[Exercise brief]: Given the material below, output exactly the lines from the line with "region, or -1" to the line with "env_logger::init();", both ends included, and no other lines.

** Opening Input records block **

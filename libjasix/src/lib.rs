mod bgzf;
pub mod bins;
mod block_stream;
mod error;
mod interval;
pub mod jasix;
mod parameters;
pub mod prelude;
pub mod tabix;
mod utils;
mod virtual_position;

pub use crate::bgzf::*;
pub use crate::block_stream::*;
pub use crate::error::*;
pub use crate::interval::*;
pub use crate::parameters::*;
pub use crate::utils::*;
pub use crate::virtual_position::*;

pub use libcompression::*;
use std::fmt;

/// Largest in-block offset a virtual position can carry
pub const MAX_BLOCK_OFFSET: u64 = 0xFFFF;

/// Packed (compressed block file offset, in-block offset) pair.
///
/// The upper 48 bits are the file offset of the start of a compressed block,
/// the lower 16 bits the offset into that block once decompressed.
#[derive(Debug, Clone, Copy, PartialEq, Eq, PartialOrd, Ord, Hash, Default)]
pub struct VirtualPosition(u64);

impl VirtualPosition
{
    pub const fn new(value: u64) -> Self
    {
        VirtualPosition(value)
    }

    /// Returns `None` if `block_offset` does not fit into 16 bits or
    /// `file_offset` into 48
    pub fn from_parts(file_offset: u64, block_offset: u64) -> Option<Self>
    {
        if block_offset > MAX_BLOCK_OFFSET || file_offset >> 48 != 0 {
            return None;
        }
        Some(VirtualPosition(file_offset << 16 | block_offset))
    }

    pub const fn file_offset(&self) -> u64
    {
        self.0 >> 16
    }

    pub const fn block_offset(&self) -> u64
    {
        self.0 & MAX_BLOCK_OFFSET
    }

    pub const fn value(&self) -> u64
    {
        self.0
    }
}

/// Splits a raw virtual position into (file offset, block offset)
pub const fn unpack(value: u64) -> (u64, u64)
{
    (value >> 16, value & MAX_BLOCK_OFFSET)
}

impl From<u64> for VirtualPosition
{
    fn from(value: u64) -> Self
    {
        VirtualPosition(value)
    }
}

impl From<VirtualPosition> for u64
{
    fn from(vp: VirtualPosition) -> Self
    {
        vp.0
    }
}

impl fmt::Display for VirtualPosition
{
    fn fmt(&self, f: &mut fmt::Formatter<'_>) -> fmt::Result
    {
        write!(f, "{}:{}", self.file_offset(), self.block_offset())
    }
}
extern crate clap;

use std::fs::File;
use std::io::{self, BufWriter, Write};
use std::path::{Path, PathBuf};
use std::process::ExitCode;

use clap::{Parser, Subcommand};

use libcompression::CompressionType;
use libjasix::jasix::index_path;
use libjasix::prelude::*;

#[derive(Parser)]
#[clap(arg_required_else_help = true)]
#[clap(name = "jasix")]
#[clap(about = "Random access into block compressed annotation json and tabix indexed VCF files", long_about = None)]
#[clap(version)]
struct Cli {
    /// YAML file with index build parameters
    #[clap(short, long, global = true)]
    config: Option<PathBuf>,

    #[clap(subcommand)]
    command: Commands,
}

#[derive(Subcommand)]
enum Commands {
    /// Creates <input>.jsi for a BGZF compressed annotation json file
    Index {
        input: PathBuf,
        /// Block compress the index: zstd, zlib or none
        #[clap(long, value_parser = parse_compression)]
        compress: Option<CompressionType>,
    },
    /// Prints the json records overlapping each region
    Query {
        input: PathBuf,
        /// chr, chr:pos or chr:start-end
        #[clap(short, long = "query")]
        queries: Vec<String>,
        /// Index file, <input>.jsi when not given
        #[clap(short, long)]
        index: Option<PathBuf>,
        #[clap(long)]
        header_only: bool,
        /// Lists the indexed chromosomes
        #[clap(short, long)]
        list: bool,
        #[clap(long)]
        include_header: bool,
        #[clap(short, long)]
        output: Option<PathBuf>,
    },
    /// Prints the virtual offset to read from for a region, or -1
    TabixOffset {
        /// BGZF compressed VCF, indexed at <input>.tbi
        input: PathBuf,
        region: String,
    },
    /// Prints whether any record falls in a region
    TabixHas {
        input: PathBuf,
        region: String,
    },
    /// Prints the build parameters in effect
    Config,
}

fn parse_compression(name: &str) -> std::result::Result<CompressionType, String> {
    match name.to_ascii_lowercase().as_str() {
        "zstd" => Ok(CompressionType::ZSTD),
        "zlib" => Ok(CompressionType::ZLIB),
        "none" => Ok(CompressionType::NONE),
        _ => Err(format!("unknown compression type '{}'", name)),
    }
}

fn main() -> ExitCode {
    sigpipe::reset();
    env_logger::init();
    let cli = Cli::parse();

    match run(cli) {
        Ok(()) => ExitCode::SUCCESS,
        Err(e) => {
            log::error!("{}", e);
            eprintln!("jasix: {}", e);
            match e.kind() {
                ErrorKind::Input => ExitCode::from(2),
                _ => ExitCode::FAILURE,
            }
        }
    }
}

fn run(cli: Cli) -> Result<()> {
    let parameters = match &cli.config {
        Some(path) => Parameters::from_path(path)?,
        None => Parameters::default(),
    };

    match cli.command {
        Commands::Index { input, compress } => index(&input, parameters, compress),
        Commands::Query {
            input,
            queries,
            index,
            header_only,
            list,
            include_header,
            output,
        } => {
            let index = index.unwrap_or_else(|| index_path(&input));
            let writer = output_writer(output.as_deref())?;
            query(
                &input,
                &index,
                &parameters,
                writer,
                &queries,
                header_only,
                list,
                include_header,
            )
        }
        Commands::TabixOffset { input, region } => tabix_offset(&input, &region),
        Commands::TabixHas { input, region } => tabix_has(&input, &region),
        Commands::Config => {
            let yaml = serde_yml::to_string(&parameters)?;
            print!("{}", yaml);
            Ok(())
        }
    }
}

fn output_writer(output: Option<&Path>) -> Result<Box<dyn Write>> {
    Ok(match output {
        Some(path) => Box::new(BufWriter::new(File::create(path)?)),
        None => Box::new(BufWriter::new(io::stdout().lock())),
    })
}

fn index(input: &Path, parameters: Parameters, compress: Option<CompressionType>) -> Result<()> {
    let output = index_path(input);
    log::info!("Indexing {} into {}", input.display(), output.display());

    let index = IndexCreator::from_path(input, parameters.clone())?.create_index()?;

    match compress {
        Some(compression_type) => {
            let parameters = parameters.with_compression_type(compression_type);
            index.write_to_path(&output, Some(&parameters))
        }
        None => index.write_to_path(&output, None),
    }
}

#[allow(clippy::too_many_arguments)]
fn query<W: Write>(
    input: &Path,
    index: &Path,
    parameters: &Parameters,
    writer: W,
    queries: &[String],
    header_only: bool,
    list: bool,
    include_header: bool,
) -> Result<()> {
    let mut qp = QueryProcessor::open(input, index, parameters, writer)?;

    if header_only {
        qp.print_header_only()?;
    } else if list {
        qp.print_chromosome_list()?;
    } else if queries.is_empty() {
        return Err(Error::Input(
            "nothing to do: give a region with -q, --list or --header-only".to_string(),
        ));
    } else {
        let count = qp.process_query(queries, include_header)?;
        log::info!("{} records matched", count);
    }

    qp.into_writer().flush()?;
    Ok(())
}

fn open_tabix(input: &Path) -> Result<TabixIndex> {
    let mut path = input.as_os_str().to_owned();
    path.push(".tbi");

    let mut index = TabixIndex::from_path(PathBuf::from(path))?;
    index.add_chr_prefix_aliases();
    Ok(index)
}

fn tabix_offset(input: &Path, region: &str) -> Result<()> {
    let index = open_tabix(input)?;
    let region = parse_query(region)?;

    match index.offset_for(&region.chromosome, region.start) {
        Some(offset) => println!("{}", offset),
        None => println!("-1"),
    }
    Ok(())
}

fn tabix_has(input: &Path, region: &str) -> Result<()> {
    let index = open_tabix(input)?;
    let region = parse_query(region)?;

    let mut reader = BgzfReader::from_path(input)?;
    let found = index.has_variants(&mut reader, &region.chromosome, region.start, region.end)?;
    println!("{}", found);
    Ok(())
}
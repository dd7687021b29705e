//! Native index over the annotation json output.
//!
//! Records are grouped into nodes during one sorted pass, so the index
//! grows with the number of nodes rather than records. Records spanning
//! more than the large variant threshold are also kept verbatim for
//! overlap queries.

mod chr_index;
mod creator;
mod index;
pub mod json;
mod node;
mod query;

pub use chr_index::*;
pub use creator::*;
pub use index::*;
pub use node::*;
pub use query::*;

pub const VERSION: i32 = 1;
pub const FILE_EXT: &str = ".jsi";

pub const HEADER_SECTION_TAG: &str = "header";
pub const POSITIONS_SECTION_TAG: &str = "positions";
pub const GENES_SECTION_TAG: &str = "genes";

** Closing Input records block **

[Solution to the problem]:
    /// Prints the virtual offset to read from for a region, or -1
    TabixOffset {
        /// BGZF compressed VCF, indexed at <input>.tbi
        input: PathBuf,
        region: String,
    },
    /// Prints whether any record falls in a region
    TabixHas {
        input: PathBuf,
        region: String,
    },
    /// Prints the build parameters in effect
    Config,
}

fn parse_compression(name: &str) -> std::result::Result<CompressionType, String> {
    match name.to_ascii_lowercase().as_str() {
        "zstd" => Ok(CompressionType::ZSTD),
        "zlib" => Ok(CompressionType::ZLIB),
        "none" => Ok(CompressionType::NONE),
        _ => Err(format!("unknown compression type '{}'", name)),
    }
}

fn main() -> ExitCode {
    sigpipe::reset();
    env_logger::init();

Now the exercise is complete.